Collected data »
#####

use crate::context::{DeployedProcess, EngineContext};
use crate::contract;
use crate::scheduler::WorkItem;
use crate::state_machine;
use crate::store::{FlowNodeTrigger, ProcessActivation};
use crate::working_set::WorkingSet;
use bpmncore::{
    DataContainer, DefinitionId, ElementId, EngineError, EngineEvent, FlowNodeInstanceId,
    Interruption, NotFound, Operation, OperationError, ProcessInstance, ProcessInstanceId,
    ProcessInstanceState, Result, UserId, ValidationError, Value,
};
use chrono::Utc;
use std::collections::BTreeMap;

/// What caused an instance to start
#[derive(Debug, Clone)]
pub enum StartCause {
    /// Started through the API; inputs are checked against the contract
    Api,
    /// Started by a call activity; `data` overrides the data defaults
    CallActivity {
        caller_id: FlowNodeInstanceId,
        root_process_instance_id: ProcessInstanceId,
        data: BTreeMap<String, Value>,
    },
    /// A message, signal or timer start event fired; inputs are its payload
    StartEvent(ElementId),
}

/// Creates the instance, evaluates its initial state and queues its first
/// flow nodes. An instance whose initial state cannot be built is removed.
pub async fn start_process(
    ctx: &EngineContext,
    definition_id: DefinitionId,
    started_by: UserId,
    inputs: BTreeMap<String, Value>,
    cause: StartCause,
) -> Result<ProcessInstance> {
    let deployed = ctx.deployed(definition_id).await?;
    let definition = &deployed.definition;
    if !ctx.store.is_definition_enabled(definition_id).await? {
        return Err(EngineError::validation(format!(
            "Process '{}' version {} is not enabled",
            definition.name, definition.version
        )));
    }

    let mut instance =
        ProcessInstance::new(&definition.name, &definition.version, definition.id, started_by);
    if let StartCause::CallActivity {
        caller_id,
        root_process_instance_id,
        ..
    } = &cause
    {
        instance.caller_id = Some(*caller_id);
        instance.root_process_instance_id = *root_process_instance_id;
    }
    if matches!(cause, StartCause::Api) {
        contract::validate_inputs(
            &ctx.resolver,
            &definition.contract,
            &inputs,
            &ctx.constants(&instance, None),
        )?;
    }

    let instance = ctx.store.create_process_instance(instance).await?;
    let activation = match initial_state(ctx, &deployed, &instance, inputs, cause) {
        Ok(activation) => activation,
        Err(e) => {
            ctx.store.delete_process_instance(instance.id).await?;
            return Err(e);
        }
    };
    let nodes = match ctx.store.activate_process_instance(activation).await {
        Ok(nodes) => nodes,
        Err(e) => {
            ctx.store.delete_process_instance(instance.id).await?;
            return Err(e);
        }
    };
    for id in nodes {
        ctx.queue.push(WorkItem::Execute(id));
    }

    tracing::info!(
        process_instance = instance.id,
        "started '{}' {}",
        definition.name,
        definition.version
    );
    ctx.events.emit(EngineEvent::ProcessStarted {
        process_instance_id: instance.id,
        definition_id: definition.id,
        name: definition.name.clone(),
        timestamp: Utc::now(),
    });

    ctx.store
        .get_process_instance(instance.id)
        .await?
        .ok_or_else(|| NotFound::ProcessInstance(instance.id).into())
}

/// Data defaults in declared order, each seeing the ones before it, then
/// documents and string indexes
fn initial_state(
    ctx: &EngineContext,
    deployed: &DeployedProcess,
    instance: &ProcessInstance,
    inputs: BTreeMap<String, Value>,
    cause: StartCause,
) -> Result<ProcessActivation> {
    let definition = &deployed.definition;
    let constants = ctx.constants(instance, None);
    let trigger_inputs = inputs.clone();
    let mut set = WorkingSet::for_new_instance(definition, instance.id, constants, inputs);
    let invalid = |what: String, e: OperationError| {
        EngineError::Validation(ValidationError::single(format!("{}: {}", what, e)))
    };

    let mut overrides = match &cause {
        StartCause::CallActivity { data, .. } => data.clone(),
        _ => BTreeMap::new(),
    };
    for data in &definition.data {
        match overrides.remove(&data.name) {
            Some(value) => {
                if !data.data_type.accepts(&value) {
                    return Err(invalid(
                        format!("Data '{}'", data.name),
                        OperationError::TypeMismatch {
                            name: data.name.clone(),
                            expected: data.data_type.to_string(),
                            actual: value.type_name().to_string(),
                        },
                    ));
                }
                set.set_data(&data.name, value);
            }
            None => {
                if let Some(default) = &data.default_value {
                    ctx.operations
                        .apply(&Operation::assign_data(&data.name, default.clone()), &mut set)
                        .map_err(|e| invalid(format!("Default value of data '{}'", data.name), e))?;
                }
            }
        }
    }
    if let Some(name) = overrides.keys().next() {
        return Err(EngineError::validation(format!(
            "Called process '{}' has no data named '{}'",
            definition.name, name
        )));
    }

    for document in &definition.documents {
        let Some(initial) = &document.initial_value else {
            continue;
        };
        let operation = if document.multiple {
            Operation::set_document_list(&document.name, initial.clone())
        } else {
            Operation::set_document(&document.name, initial.clone())
        };
        ctx.operations
            .apply(&operation, &mut set)
            .map_err(|e| invalid(format!("Initial value of document '{}'", document.name), e))?;
    }

    for (position, slot) in definition.string_indexes.iter().enumerate() {
        let Some(expression) = slot.as_ref().and_then(|s| s.value.as_ref()) else {
            continue;
        };
        ctx.operations
            .apply(
                &Operation::set_string_index(position + 1, expression.clone()),
                &mut set,
            )
            .map_err(|e| invalid(format!("String index {}", position + 1), e))?;
    }

    let seeds = match cause {
        StartCause::StartEvent(start_event) => {
            let node = definition.find_node(start_event).ok_or_else(|| {
                EngineError::validation(format!(
                    "Process '{}' has no start event {}",
                    definition.name, start_event
                ))
            })?;
            let mut seed = state_machine::new_instance(node, instance);
            seed.triggered = true;
            seed.trigger_inputs = trigger_inputs;
            vec![seed]
        }
        _ => definition
            .initial_nodes()
            .into_iter()
            .map(|node| state_machine::new_instance(node, instance))
            .collect(),
    };
    Ok(set.into_activation(seeds))
}

/// Archives the instance once no flow node is open and hands its final data
/// to the calling activity, if any
pub async fn check_completion(ctx: &EngineContext, id: ProcessInstanceId) -> Result<()> {
    let Some(instance) = ctx.store.get_process_instance(id).await? else {
        return Ok(());
    };
    if instance.state != ProcessInstanceState::Started
        || ctx.store.count_open_flow_nodes(id).await? > 0
    {
        return Ok(());
    }

    let state = instance
        .interruption
        .as_ref()
        .map_or(ProcessInstanceState::Completed, Interruption::final_state);
    let Some(archived) = ctx.store.finish_process_instance(id, state).await? else {
        return Ok(());
    };

    tracing::info!(process_instance = id, "'{}' finished {}", archived.name, state);
    ctx.events.emit(EngineEvent::ProcessFinished {
        process_instance_id: id,
        state,
        timestamp: Utc::now(),
    });

    if let Some(caller) = archived.caller_id {
        let outputs = ctx
            .store
            .list_archived_data(DataContainer::Process(id))
            .await?
            .into_iter()
            .map(|data| (data.name, data.value))
            .collect();
        let trigger = FlowNodeTrigger {
            inputs: outputs,
            executed_by: None,
            error_code: archived.error_code.clone(),
        };
        match ctx.store.trigger_flow_node(caller, trigger).await {
            Ok(_) => ctx.queue.push(WorkItem::Execute(caller)),
            Err(e) if e.is_not_found() => {
                tracing::warn!(process_instance = id, "calling activity {} is gone", caller)
            }
            Err(e) => return Err(e),
        }
    }
    Ok(())
}

/// Records the interruption and asks every open flow node to wind down.
/// Returns `false` when the instance is gone or already interrupted.
pub async fn interrupt_process(
    ctx: &EngineContext,
    id: ProcessInstanceId,
    interruption: Interruption,
) -> Result<bool> {
    if ctx.store.get_process_instance(id).await?.is_none() {
        return Ok(false);
    }
    if !ctx
        .store
        .set_process_interruption(id, interruption.clone())
        .await?
    {
        return Ok(false);
    }

    tracing::info!(process_instance = id, "interrupting: {:?}", interruption);
    let request = interruption.flow_node_interruption();
    for node in ctx.store.list_flow_nodes(id).await? {
        if ctx
            .store
            .request_flow_node_interruption(node.id, request)
            .await?
        {
            ctx.queue.push(WorkItem::Execute(node.id));
        }
    }
    ctx.queue.push(WorkItem::CheckCompletion(id));
    Ok(true)
}

pub async fn cancel(ctx: &EngineContext, id: ProcessInstanceId) -> Result<()> {
    let instance = ctx
        .store
        .get_process_instance(id)
        .await?
        .ok_or(NotFound::ProcessInstance(id))?;
    if instance.state != ProcessInstanceState::Started {
        return Err(EngineError::validation(format!(
            "Process instance {} is {} and cannot be cancelled",
            id, instance.state
        )));
    }
    if !interrupt_process(ctx, id, Interruption::Cancelled).await? {
        tracing::debug!(process_instance = id, "already being interrupted");
    }
    Ok(())
}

#####

Activity »
Locate the lines above that hold the word "version". Show every one of them.

Answer below »
            "Process '{}' version {} is not enabled",
            definition.name, definition.version
        ProcessInstance::new(&definition.name, &definition.version, definition.id, started_by);
        definition.version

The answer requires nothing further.